INTERNATIONAL JOURNAL OF NANOMEDICINE, vol.2, no.3, pp.289-300, 2007 (Journal Indexed in SCI) identifier identifier identifier

  • Publication Type: Article / Review
  • Volume: 2 Issue: 3
  • Publication Date: 2007
  • Title of Journal : INTERNATIONAL JOURNAL OF NANOMEDICINE
  • Page Numbers: pp.289-300
  • Keywords: solid lipid nanoparticles, nanostructured lipid carriers, drug incorporation models, particle size, surface characteristics, PEG coating, drug release, CHEMICALLY MODIFIED ENZYMES, CONTROLLED DRUG-DELIVERY, POLYETHYLENE-GLYCOL, PHAGOCYTIC UPTAKE, CARRIERS NLC, SURFACE HYDROPHOBICITY, SLN(TM) DISPERSIONS, COVALENT ATTACHMENT, TISSUE DISTRIBUTION, COLLOIDAL CARRIERS

Abstract

Solid lipid nanoparticles (SLN) have been reported to be an alternative system to emulsions, liposomes, microparticles and their polymeric counterparts for various application routes since the early 1990s due to their advantages.
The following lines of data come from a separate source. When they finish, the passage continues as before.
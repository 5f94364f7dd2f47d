//! Runs partitioning over a range of candidate group sizes and hands each result to a sink.

use std::ops::Range;

use rayon::prelude::*;
use serde::{Deserialize, Serialize};
use tracing::{info, info_span, warn};

use crate::{
    features::FeatureSet,
    kmeans::Clusterer,
    partition::{partition, Partition},
    Error, Result,
};

/// Candidate maximum group sizes.
///
/// By default every size from 2 up to, but excluding, the number of classes is tried.
#[derive(Debug, Clone, Copy, Default, PartialEq, Eq, Serialize, Deserialize)]
#[serde(default)]
pub struct SizeRange {
    /// Smallest size to try. Defaults to 2.
    pub min: Option<usize>,
    /// Exclusive upper bound. Defaults to the number of classes.
    pub max: Option<usize>,
}

impl SizeRange {
    /// Resolve the candidate sizes for a set of `classes` classes.
    pub fn sizes(&self, classes: usize) -> Result<Range<usize>> {
        let min = self.min.unwrap_or(2);
        if min == 0 {
            return Err(Error::input("minimum group size must be at least 1"));
        }
        Ok(min..self.max.unwrap_or(classes))
    }
}

/// What to do when partitioning fails for one group size.
#[derive(Debug, Clone, Copy, Default, PartialEq, Eq, Serialize, Deserialize)]
#[serde(rename_all = "snake_case")]
pub enum OnError {
    /// Stop and return the error.
    #[default]
    Abort,
    /// Record the error and move on to the next size.
    Continue,
}

/// Configuration for `PartitionDriver`.
#[derive(Debug, Clone, PartialEq, Eq, Serialize, Deserialize)]
#[serde(default)]
pub struct DriverConfig {
    /// Seed passed to the clusterer for every group size.
    pub seed: u64,
    pub sizes: SizeRange,
    pub on_error: OnError,
    /// Partition different group sizes concurrently.
    pub parallel: bool,
}

impl Default for DriverConfig {
    fn default() -> Self {
        Self {
            seed: 42,
            sizes: SizeRange::default(),
            on_error: OnError::Abort,
            parallel: false,
        }
    }
}

/// Receives each finished partition, e.g. to persist it.
pub trait PartitionSink: Send + Sync {
    /// Consume `partition`, whose identifiers index into `features`.
    fn write(&self, features: &FeatureSet, partition: &Partition) -> Result<()>;
}

/// Outcome of a driver run.
#[derive(Debug, Default)]
pub struct DriverReport {
    /// Group sizes whose partition was written, in ascending order.
    pub written: Vec<usize>,
    /// Group sizes that failed along with the error, in ascending order. Only populated when
    /// running with `OnError::Continue`.
    pub failed: Vec<(usize, Error)>,
}

/// Partitions a feature set once per candidate group size.
pub struct PartitionDriver<'a> {
    config: DriverConfig,
    clusterer: &'a dyn Clusterer,
}

impl<'a> PartitionDriver<'a> {
    pub fn new(config: DriverConfig, clusterer: &'a dyn Clusterer) -> Self {
        Self { config, clusterer }
    }

    pub fn config(&self) -> &DriverConfig {
        &self.config
    }

    /// Candidate sizes for `features`.
    pub fn sizes(&self, features: &FeatureSet) -> Result<Range<usize>> {
        self.config.sizes.sizes(features.len())
    }

    /// Partition `features` for each candidate size and write each result to `sink`.
    ///
    /// `progress` is invoked once for every size that finishes, successfully or not. Each size is
    /// independent; when running in parallel with `OnError::Abort` sizes other than the failing
    /// one may already have been written when the error is returned.
    pub fn run<S, P>(&self, features: &FeatureSet, sink: &S, progress: P) -> Result<DriverReport>
    where
        S: PartitionSink + ?Sized,
        P: Fn(u64) + Send + Sync,
    {
        if features.is_empty() {
            return Err(Error::input("no classes to partition"));
        }
        let sizes = self.sizes(features)?;
        if sizes.is_empty() {
            warn!(
                classes = features.len(),
                ?sizes,
                "no candidate group sizes; nothing to partition"
            );
            return Ok(DriverReport::default());
        }

        let run_size = |size: usize| -> Result<()> {
            let _span = info_span!("partition", size).entered();
            let result = partition(features, size, self.clusterer, self.config.seed)
                .and_then(|p| {
                    info!(groups = p.len(), "writing partition");
                    sink.write(features, &p)
                });
            progress(1);
            result
        };

        let mut report = DriverReport::default();
        let mut record = |size: usize, result: Result<()>| -> Result<()> {
            match result {
                Ok(()) => report.written.push(size),
                Err(e) => match self.config.on_error {
                    OnError::Abort => return Err(e),
                    OnError::Continue => {
                        warn!(size, error = %e, "partitioning failed; continuing");
                        report.failed.push((size, e));
                    }
                },
            }
            Ok(())
        };

        if self.config.parallel {
            let results = sizes
                .into_par_iter()
                .map(|size| (size, run_size(size)))
                .collect::<Vec<_>>();
            for (size, result) in results {
                record(size, result)?;
            }
        } else {
            for size in sizes {
                record(size, run_size(size))?;
            }
        }
        Ok(report)
    }
}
Various research groups have also increasingly focused on improving their stability in body fluids after administration by coating of particles with hydrophilic molecules such as poly(ethylene)glycol (PEG) derivatives. Altering surface characteristics by coating SLN with hydrophilic molecules improves plasma stability and biodistribution, and subsequent bioavailability of drugs entrapped. Their storage stability is also increased. This paper basicly reviews types of SLN, principles of drug loading and models of drug incorporation. The influence of PEG coating on particle size and surface characteristics is discussed followed by alteration in pharmacokinetics and bioavailability of drugs in order to target the site of action via SLN. The future direction of research and clinical implications of SLN is also considered.